Amongst the crew, there is the doctor (of medicine as all members have PhDs), Zhang. The mechanical engineer, Cruzas. The astrophysicist, Siregar. And me, the biologist, Linden. We are on an exploration mission.

In 2132, humanity’s hope of settling on Mars was dashed when it was discovered that the artificial global-warming systems had been set up slightly incorrectly and malfunctioning for decades without our knowledge. Ironically, we were destroying our second planet the same way we did the first.

It was calculated that we had about 100 years or so before we reached Earth’s 2075 levels of CO2. The older scientists insisted that we had to find a new home quickly. They had desperation in their eyes. All of us grew up on Mars. We are all in our late twenties, and the first generation of new scientists (since The Collapse). Many of the older scientists have died. It is up to us.

“Hey, don’t snore okay?” Siregar joked with me as we were walking from the bridge. She is always flippant in tense moments like these. I knew that the reality is that she is just as nervous as I am. “Everyone, make sure to empty your bowels before entering the sleeping chambers,” Zhang called out to us. I guess nobody would want to clean that up.

It is now 2145, and this mission is called New Hope. It sounds a bit silly, but the first ship that took scientists to Mars was called Hope. Now, we are moving into the next galaxy. We don’t even have a planet picked out that we are sure we can stay at. We are basically stabbing in the dark.

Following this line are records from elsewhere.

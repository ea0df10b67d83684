//! Construction of interpreter data from a parsed grammar.
//!
//! Every grammar element compiles to a [`Fragment`] with one entry and one exit
//! state; blocks and loops connect fragments with epsilon transitions. State
//! layout and decision numbering follow the ANTLR tool, so the result can be
//! written as a `.interp` file and read back unchanged.
//!
//! Left-recursive parser rules are rewritten into a primary block followed by a
//! loop of operator alternatives guarded by precedence predicates.

mod literals;
mod tokens;

use indexmap::IndexSet;
use rustc_hash::FxHashMap;
use tracing::debug;

use crate::parser::{
    Alternative, AltList, AstNode, EbnfOp, Element, GrammarFile, GrammarType, Member, Rule,
    SyntaxKind,
};

use super::interval_set::IntervalSet;
use super::model::{
    Atn, AtnStateType, AtnType, InterpreterData, LexerAction, TOKEN_EOF, Transition, Vocabulary,
};
use literals::{char_set, literal_code_points};
use tokens::TokenTypes;

pub const DEFAULT_MODE: &str = "DEFAULT_MODE";
pub const DEFAULT_CHANNELS: [&str; 2] = ["DEFAULT_TOKEN_CHANNEL", "HIDDEN"];

/// Interpreter data built from one grammar. Combined grammars produce both parts.
#[derive(Debug, Clone, Default, PartialEq)]
pub struct BuiltGrammar {
    pub parser: Option<InterpreterData>,
    pub lexer: Option<InterpreterData>,
}

/// Builds interpreter data for `file`. Rules of `imports` are merged in when
/// their names are not defined yet; `token_vocab` seeds the token types of
/// parser grammars.
pub fn build_interpreter_data(
    file: &GrammarFile,
    imports: &[GrammarFile],
    token_vocab: Option<&Vocabulary>,
) -> BuiltGrammar {
    let grammar_type = file.grammar_type();
    let mut layout = GrammarLayout::collect(file, imports);
    let types = layout.token_types(file, imports, token_vocab);
    let vocabulary = types.vocabulary();

    let parser = (grammar_type != GrammarType::Lexer).then(|| {
        let atn = AtnFactory::new(AtnType::Parser, &types, &layout).build_parser();
        InterpreterData {
            atn,
            vocabulary: vocabulary.clone(),
            rule_names: layout.parser_rules.iter().map(|(n, _)| n.clone()).collect(),
            channels: Vec::new(),
            modes: Vec::new(),
        }
    });
    let lexer = (grammar_type != GrammarType::Parser).then(|| {
        let atn = AtnFactory::new(AtnType::Lexer, &types, &layout).build_lexer();
        InterpreterData {
            atn,
            vocabulary: vocabulary.clone(),
            rule_names: layout.lexer_rules.iter().map(|r| r.name.clone()).collect(),
            channels: layout.channels.clone(),
            modes: layout.modes.clone(),
        }
    });

    debug!(
        grammar = %file.name().unwrap_or_default(),
        parser_rules = layout.parser_rules.len(),
        lexer_rules = layout.lexer_rules.len(),
        "built interpreter data"
    );
    BuiltGrammar { parser, lexer }
}

// ============================================================================
// GRAMMAR LAYOUT
// ============================================================================

enum LexerBody {
    Rule(Rule),
    /// Implicit token for a literal used in a parser rule (`T__0`)
    Literal(String),
}

struct LexerRuleDef {
    name: String,
    mode: usize,
    fragment: bool,
    body: LexerBody,
}

/// Rules, modes and channels of a grammar with its imports merged in.
struct GrammarLayout {
    parser_rules: Vec<(String, Rule)>,
    lexer_rules: Vec<LexerRuleDef>,
    modes: Vec<String>,
    channels: Vec<String>,
}
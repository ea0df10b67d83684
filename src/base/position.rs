/// Position tracking for grammar symbols and diagnostics
///
/// Rows are 1-based and columns 0-based, matching the positions reported by
/// ANTLR tooling. Columns count characters, a tab is a single column.
use serde::{Deserialize, Serialize};

/// A position in grammar source (row 1-based, column 0-based)
#[derive(
    Debug, Clone, Copy, PartialEq, Eq, PartialOrd, Ord, Hash, Default, Serialize, Deserialize,
)]
pub struct Position {
    pub row: u32,
    pub column: u32,
}

impl Position {
    pub fn new(row: u32, column: u32) -> Self {
        Self { row, column }
    }
}

/// A lexical range between two positions.
///
/// Ranges produced for a single token are end-exclusive. Ranges produced for a
/// multi-token construct end at the start of the construct's final token.
#[derive(Debug, Clone, Copy, PartialEq, Eq, Hash, Default, Serialize, Deserialize)]
pub struct LexicalRange {
    pub start: Position,
    pub end: Position,
}

impl LexicalRange {
    pub fn new(start: Position, end: Position) -> Self {
        Self { start, end }
    }

    /// Create a range from row/column coordinates
    pub fn from_coords(start_row: u32, start_col: u32, end_row: u32, end_col: u32) -> Self {
        Self {
            start: Position::new(start_row, start_col),
            end: Position::new(end_row, end_col),
        }
    }

    /// Check if a position falls within this range (both ends inclusive)
    pub fn contains(&self, position: Position) -> bool {
        self.start <= position && position <= self.end
    }
}

#[cfg(test)]
mod tests {
    use super::*;

    #[test]
    fn test_position_ordering_is_row_major() {
        assert!(Position::new(1, 20) < Position::new(2, 0));
        assert!(Position::new(3, 1) < Position::new(3, 2));
    }

    #[test]
    fn test_range_contains() {
        let range = LexicalRange::from_coords(2, 4, 3, 1);
        assert!(range.contains(Position::new(2, 4)));
        assert!(range.contains(Position::new(2, 80)));
        assert!(range.contains(Position::new(3, 1)));
        assert!(!range.contains(Position::new(3, 2)));
        assert!(!range.contains(Position::new(2, 3)));
    }
}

The sleeping chambers are a little bit bigger than what we saw in the movies, but not much bigger. We are able to move around inside but not stand up. Not that we will be doing much moving. There are simple straps with buckles that we attach to ourselves after closing the lid to help ensure that.

Yoon is going from chamber to chamber to check that everybody is ready. We all check our systems and confirm once again through the radios inside the chambers that we are ready to start.

We hear Yoon climb into her chamber and shut the lid. “Okay everyone, I’m going to set the countdown. Remember, the AI systems may wake you up in the case of an error and then you can just try again. Otherwise, I’ll see you guys in a few years.” “See you guys in my dreams,” Siregar jokes. “I hope not, I’m looking forward to a little bit of a rest from your jokes,” Cruzas teases her.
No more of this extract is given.